Celebs won’t pay up for blue checks on Twitter, but here’s what people might actually pay for
The free ride is over.
That has been new Twitter owner Elon Musk’s message to “blue checks,” users whose identity the site has verified (usually because they’re celebrities, journalists, or high-profile users in some other field) and who therefore have a blue checkmark next to their name. Blue checks (of which, full disclosure, I’m one) have never had to pay for verification, created as a way to limit the risk of impersonation.
According to multiple reports, Musk came into Twitter planning to require these users to pay a monthly fee (of up to $20 a month) to keep the icon. Musk’s theory seemed to be that blue checks are such a valuable status symbol to those who have them that they would gladly pay hundreds of dollars a year to keep them. But when you look at the math, it makes a lot more sense for Twitter to charge casual users while incentivizing power users to stay on the site, whether they have a blue check or not.

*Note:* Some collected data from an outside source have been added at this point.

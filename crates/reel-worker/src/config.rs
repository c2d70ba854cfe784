//! Worker configuration.

use std::net::SocketAddr;
use std::path::PathBuf;
use std::str::FromStr;
use std::time::Duration;

/// Worker configuration.
#[derive(Debug, Clone)]
pub struct WorkerConfig {
    /// Maximum manifests run at the same time
    pub max_concurrent_jobs: usize,
    /// Maximum segment renders in flight within a single job
    pub max_render_parallel: usize,
    /// Timeout applied to every FFmpeg process
    pub process_timeout: Duration,
    /// Work directory for intermediate files
    pub work_dir: PathBuf,
    /// Font used for captions, hooks and cards; system fonts when unset
    pub font_path: Option<PathBuf>,
    /// Prometheus listener address; metrics are not exported when unset
    pub metrics_addr: Option<SocketAddr>,
}

impl Default for WorkerConfig {
    fn default() -> Self {
        Self {
            max_concurrent_jobs: 1,
            max_render_parallel: 4,
            process_timeout: Duration::from_secs(1800), // 30 minutes
            work_dir: PathBuf::from("/tmp/reel"),
            font_path: None,
            metrics_addr: None,
        }
    }
}

impl WorkerConfig {
    /// Create config from environment variables.
    pub fn from_env() -> Self {
        Self::from_lookup(|key| std::env::var(key).ok())
    }

    /// Build from any key lookup; unset or unparsable values keep their defaults.
    pub fn from_lookup<F>(lookup: F) -> Self
    where
        F: Fn(&str) -> Option<String>,
    {
        let defaults = Self::default();

        Self {
            max_concurrent_jobs: parse_var(&lookup, "WORKER_MAX_JOBS")
                .filter(|&n: &usize| n > 0)
                .unwrap_or(defaults.max_concurrent_jobs),
            max_render_parallel: parse_var(&lookup, "WORKER_MAX_RENDER_PARALLEL")
                .filter(|&n: &usize| n > 0)
                .unwrap_or(defaults.max_render_parallel),
            process_timeout: parse_var(&lookup, "WORKER_PROCESS_TIMEOUT")
                .map(Duration::from_secs)
                .unwrap_or(defaults.process_timeout),
            work_dir: lookup("WORKER_WORK_DIR")
                .filter(|s| !s.trim().is_empty())
                .map(PathBuf::from)
                .unwrap_or(defaults.work_dir),
            font_path: lookup("WORKER_FONT_PATH")
                .filter(|s| !s.trim().is_empty())
                .map(PathBuf::from),
            metrics_addr: parse_var(&lookup, "METRICS_ADDR"),
        }
    }
}

fn parse_var<T, F>(lookup: &F, key: &str) -> Option<T>
where
    T: FromStr,
    F: Fn(&str) -> Option<String>,
{
    lookup(key).and_then(|s| s.trim().parse().ok())
}

#[cfg(test)]
mod tests {
    use super::*;
    use std::collections::HashMap;

    fn config_from(pairs: &[(&str, &str)]) -> WorkerConfig {
        let env: HashMap<String, String> = pairs
            .iter()
            .map(|(k, v)| (k.to_string(), v.to_string()))
            .collect();
        WorkerConfig::from_lookup(|key| env.get(key).cloned())
    }

    #[test]
    fn test_defaults_when_unset() {
        let config = config_from(&[]);
        assert_eq!(config.max_render_parallel, 4);
        assert_eq!(config.process_timeout, Duration::from_secs(1800));
        assert_eq!(config.work_dir, PathBuf::from("/tmp/reel"));
        assert!(config.font_path.is_none());
        assert!(config.metrics_addr.is_none());
    }

    #[test]
    fn test_overrides() {
        let config = config_from(&[
            ("WORKER_MAX_RENDER_PARALLEL", "8"),
            ("WORKER_PROCESS_TIMEOUT", "60"),
            ("WORKER_WORK_DIR", "/var/reel"),
            ("WORKER_FONT_PATH", "/fonts/Inter-Bold.ttf"),
            ("METRICS_ADDR", "0.0.0.0:9100"),
        ]);
        assert_eq!(config.max_render_parallel, 8);
        assert_eq!(config.process_timeout, Duration::from_secs(60));
        assert_eq!(config.work_dir, PathBuf::from("/var/reel"));
        assert_eq!(config.font_path, Some(PathBuf::from("/fonts/Inter-Bold.ttf")));
        assert_eq!(config.metrics_addr, Some("0.0.0.0:9100".parse().unwrap()));
    }

    #[test]
    fn test_bad_values_fall_back() {
        let config = config_from(&[
            ("WORKER_MAX_JOBS", "0"),
            ("WORKER_MAX_RENDER_PARALLEL", "many"),
            ("METRICS_ADDR", "not-an-addr"),
        ]);
        assert_eq!(config.max_concurrent_jobs, 1);
        assert_eq!(config.max_render_parallel, 4);
        assert!(config.metrics_addr.is_none());
    }
}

It’s not surprising that Musk is looking for ways to generate more cash for Twitter. In order to purchase the company, he borrowed $13 billion of mostly high-interest debt, which means the company now has roughly $1 billion in annual interest payments (up from just $51 million in 2021).
Musk hopes to save some money by slashing Twitter’s payroll (some accounts have suggested he’d like to get rid of 50% of the company’s employees). But he also needs to boost the company’s revenue. And since his plans to do much less content moderation on the site (which will likely mean more hate speech, trolling, and misinformation) is already making big corporate advertisers uneasy, he needs a lucrative alternative to advertising, which currently accounts for about 85% of Twitter’s revenue.
So it’s easy to understand why charging people to use Twitter is such an appealing idea. Consumers pay for Netflix and Disney and HBO because those services all provide entertaining content—why shouldn’t they do the same for Twitter?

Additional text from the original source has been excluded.